§ **Task directions**
Where a line of the entries holds the string "info", copy that line.

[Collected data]

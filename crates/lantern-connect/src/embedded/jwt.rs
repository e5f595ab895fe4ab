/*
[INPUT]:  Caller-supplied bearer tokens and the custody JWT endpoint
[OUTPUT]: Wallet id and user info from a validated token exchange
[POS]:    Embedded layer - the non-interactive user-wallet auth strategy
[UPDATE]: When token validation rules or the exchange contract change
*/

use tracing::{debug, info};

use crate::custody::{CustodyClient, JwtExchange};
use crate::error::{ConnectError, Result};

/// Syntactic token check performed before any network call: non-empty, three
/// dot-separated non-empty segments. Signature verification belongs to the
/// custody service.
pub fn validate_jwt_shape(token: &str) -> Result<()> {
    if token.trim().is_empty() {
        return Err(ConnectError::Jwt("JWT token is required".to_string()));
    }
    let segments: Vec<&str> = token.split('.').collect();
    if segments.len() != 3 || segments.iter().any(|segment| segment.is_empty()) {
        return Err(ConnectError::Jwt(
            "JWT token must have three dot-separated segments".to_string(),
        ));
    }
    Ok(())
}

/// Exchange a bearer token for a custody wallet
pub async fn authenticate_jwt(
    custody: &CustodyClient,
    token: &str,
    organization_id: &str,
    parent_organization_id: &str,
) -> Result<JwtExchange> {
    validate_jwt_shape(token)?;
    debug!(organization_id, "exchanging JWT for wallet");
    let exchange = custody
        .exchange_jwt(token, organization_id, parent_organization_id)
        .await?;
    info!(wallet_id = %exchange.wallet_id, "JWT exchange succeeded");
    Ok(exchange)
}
--
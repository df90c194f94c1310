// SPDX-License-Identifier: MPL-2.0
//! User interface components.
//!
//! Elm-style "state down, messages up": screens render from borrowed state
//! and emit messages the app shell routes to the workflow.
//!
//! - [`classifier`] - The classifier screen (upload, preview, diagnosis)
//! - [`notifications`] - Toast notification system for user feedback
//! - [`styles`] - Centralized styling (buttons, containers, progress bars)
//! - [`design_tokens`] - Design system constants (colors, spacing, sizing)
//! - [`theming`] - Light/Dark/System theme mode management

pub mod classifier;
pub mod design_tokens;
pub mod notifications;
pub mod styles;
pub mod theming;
...
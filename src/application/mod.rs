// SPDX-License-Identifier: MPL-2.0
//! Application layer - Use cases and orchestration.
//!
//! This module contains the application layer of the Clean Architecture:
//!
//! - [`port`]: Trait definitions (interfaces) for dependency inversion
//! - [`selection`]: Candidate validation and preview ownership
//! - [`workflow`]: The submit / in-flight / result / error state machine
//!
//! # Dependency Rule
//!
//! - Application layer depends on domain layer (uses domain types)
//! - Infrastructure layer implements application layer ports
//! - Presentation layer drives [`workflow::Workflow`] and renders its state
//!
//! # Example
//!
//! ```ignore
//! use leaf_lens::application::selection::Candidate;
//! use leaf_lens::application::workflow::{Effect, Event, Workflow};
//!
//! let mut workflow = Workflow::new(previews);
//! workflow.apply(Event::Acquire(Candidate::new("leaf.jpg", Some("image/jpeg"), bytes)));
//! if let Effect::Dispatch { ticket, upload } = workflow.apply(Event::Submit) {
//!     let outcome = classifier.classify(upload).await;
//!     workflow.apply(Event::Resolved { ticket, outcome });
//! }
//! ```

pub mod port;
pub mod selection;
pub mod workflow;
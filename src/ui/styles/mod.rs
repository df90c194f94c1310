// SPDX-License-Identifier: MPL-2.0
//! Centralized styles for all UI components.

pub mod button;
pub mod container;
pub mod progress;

§ **Your solution**
[OUTPUT]: Wallet id and user info from a validated token exchange
use tracing::{debug, info};
    info!(wallet_id = %exchange.wallet_id, "JWT exchange succeeded");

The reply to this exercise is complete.